What made you decide to apply for the NAO Graduate Scheme?
I actually spent several years working for a different organisation before I applied for the NAO. I enjoyed my previous job but I was looking for something new and I wanted to work in London. I felt I had an aptitude for numerical and analytical work and I wanted something that played to those strengths. I was also attracted to the idea of working in the public sector, since this is where my previous experience had been, and being able to carry across some of that experience would, I thought, smooth the transition to a new career. This all led me to the NAO, and as I investigated it I found the work sounded interesting and the prospect of training for a well-regarded qualification which enhances employability a big selling point.
What type of work can trainees expect to get involved in?

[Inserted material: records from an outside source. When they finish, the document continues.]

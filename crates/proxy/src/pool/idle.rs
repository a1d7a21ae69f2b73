//! Idle session cache
//!
//! Pre-warmed backing transports waiting for a client. At most one entry per
//! key; each entry remembers the fingerprint of the parameters it was built
//! from so a stale transport is never handed out.
//!
//! Every key carries a generation counter. Invalidation bumps it, and a warm
//! that started under an older generation discards its transport instead of
//! caching it.

use std::collections::HashMap;
use std::future::Future;
use std::hash::Hash;
use std::sync::{Arc, Mutex};

use crate::mcp::TransportResult;
use crate::transport::Transport;

struct IdleEntry {
    fingerprint: String,
    transport: Arc<dyn Transport>,
}

struct IdleState<K> {
    entries: HashMap<K, IdleEntry>,
    generations: HashMap<K, u64>,
}

/// Keyed cache of pre-warmed transports
pub struct IdleSessionCache<K> {
    state: Mutex<IdleState<K>>,
}

impl<K> IdleSessionCache<K>
where
    K: Eq + Hash + Clone + std::fmt::Display,
{
    pub fn new() -> Self {
        Self {
            state: Mutex::new(IdleState {
                entries: HashMap::new(),
                generations: HashMap::new(),
            }),
        }
    }

    /// Take the cached transport for `key` if it was built from `fingerprint`.
    ///
    /// A stale or dead entry is purged and closed.
    pub async fn take(&self, key: &K, fingerprint: &str) -> Option<Arc<dyn Transport>> {
        let entry = self.state.lock().ok()?.entries.remove(key)?;

        if entry.fingerprint == fingerprint && !entry.transport.is_closed() {
            tracing::debug!(key = %key, "Reusing idle session");
            return Some(entry.transport);
        }

        tracing::debug!(key = %key, "Purging stale idle session");
        entry.transport.close().await;
        None
    }

    pub fn generation(&self, key: &K) -> u64 {
        self.state
            .lock()
            .map(|state| state.generations.get(key).copied().unwrap_or(0))
            .unwrap_or(0)
    }

    /// Build a transport with `build` and cache it, unless the key was
    /// invalidated or filled while building. Failures leave the cache empty.
    pub async fn warm<F>(&self, key: K, fingerprint: String, build: F) -> bool
    where
        F: Future<Output = TransportResult<Arc<dyn Transport>>>,
    {
        let generation = self.generation(&key);

        let transport = match build.await {
            Ok(transport) => transport,
            Err(e) => {
                tracing::warn!(key = %key, error = %e, "Failed to pre-warm idle session");
                return false;
            }
        };

        match self.insert_if_current(key.clone(), generation, fingerprint, transport.clone()) {
            Ok(replaced) => {
                if let Some(stale) = replaced {
                    stale.close().await;
                }
                tracing::debug!(key = %key, "Idle session warmed");
                true
            }
            Err(()) => {
                tracing::debug!(key = %key, "Discarding idle session warmed under an old generation");
                transport.close().await;
                false
            }
        }
    }

    /// Err when the generation moved or a matching entry is already cached.
    /// Ok carries a stale entry that was displaced.
    fn insert_if_current(
        &self,
        key: K,
        generation: u64,
        fingerprint: String,
        transport: Arc<dyn Transport>,
    ) -> Result<Option<Arc<dyn Transport>>, ()> {
        let mut state = self.state.lock().map_err(|_| ())?;
        if state.generations.get(&key).copied().unwrap_or(0) != generation {
            return Err(());
        }
        if let Some(existing) = state.entries.get(&key) {
            if existing.fingerprint == fingerprint && !existing.transport.is_closed() {
                return Err(());
            }
        }
        let replaced = state
            .entries
            .insert(
                key,
                IdleEntry {
                    fingerprint,
                    transport,
                },
            )
            .map(|entry| entry.transport);
        Ok(replaced)
    }

    /// Drop and close the entry for `key`; in-flight warms for it are voided
    pub async fn invalidate(&self, key: &K) -> bool {
        let removed = match self.state.lock() {
            Ok(mut state) => {
                *state.generations.entry(key.clone()).or_insert(0) += 1;
                state.entries.remove(key)
            }
            Err(_) => None,
        };

        match removed {
            Some(entry) => {
                tracing::info!(key = %key, "Idle session invalidated");
                entry.transport.close().await;
                true
            }
            None => false,
        }
    }

    /// Keys whose cached entry satisfies `predicate`
    pub fn keys_where(&self, predicate: impl Fn(&K, &str) -> bool) -> Vec<K> {
        self.state
            .lock()
            .map(|state| {
                state
                    .entries
                    .iter()
                    .filter(|(key, entry)| predicate(key, &entry.fingerprint))
                    .map(|(key, _)| key.clone())
                    .collect()
            })
            .unwrap_or_default()
    }

    /// Close everything and void every in-flight warm
    pub async fn clear(&self) {
        let drained: Vec<IdleEntry> = match self.state.lock() {
            Ok(mut state) => {
                let IdleState {
                    entries,
                    generations,
                } = &mut *state;
                for key in entries.keys() {
                    generations.entry(key.clone()).or_insert(0);
                }
                for generation in generations.values_mut() {
                    *generation += 1;
                }
                entries.drain().map(|(_, entry)| entry).collect()
            }
            Err(_) => Vec::new(),
        };

        for entry in drained {
            entry.transport.close().await;
        }
    }

    pub fn len(&self) -> usize {
        self.state.lock().map(|state| state.entries.len()).unwrap_or(0)
    }

    pub fn is_empty(&self) -> bool {
        self.len() == 0
    }
}

impl<K> Default for IdleSessionCache<K>
where
    K: Eq + Hash + Clone + std::fmt::Display,
{
    fn default() -> Self {
        Self::new()
    }
}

During my first year in the office I did quite a lot of VFM work, and was fortunate enough to be heavily involved through the life cycle of two studies. I performed a range of research and analytical work for these, and pretty quickly felt like I was making a substantial contribution to significant outputs.
Subsequently I’ve focused much more on financial audit, working mainly in the Defence area. Day-to-day life varies a lot over the year. At certain key times most of my time is spent out of the office at various Ministry of Defence sites; the work at these times involves some number-crunching, some checking through documents, and a lot of discussion with the audit client to understand their business and their finances. The pace at these times can be pretty intensive. At other times of the year I’m more likely to be in the office producing more high-level analysis of the organisations I audit.
How do you find studying for the ACA?
Gaining your ACA qualification is a major part of life as a trainee at the NAO. It requires passing fifteen exams, as well as building up enough experience on-the-job.
There’s no denying that combining work with studying for the ACA is challenging. The exams are hard, and there’s no substitute for putting in the hours studying for them. But it’s very satisfying to feel your knowledge increasing rapidly and being able to put that knowledge straight to work
What’s been your main highlight to date?
The first time your name appears on a published report is a bit of a highlight for anyone here!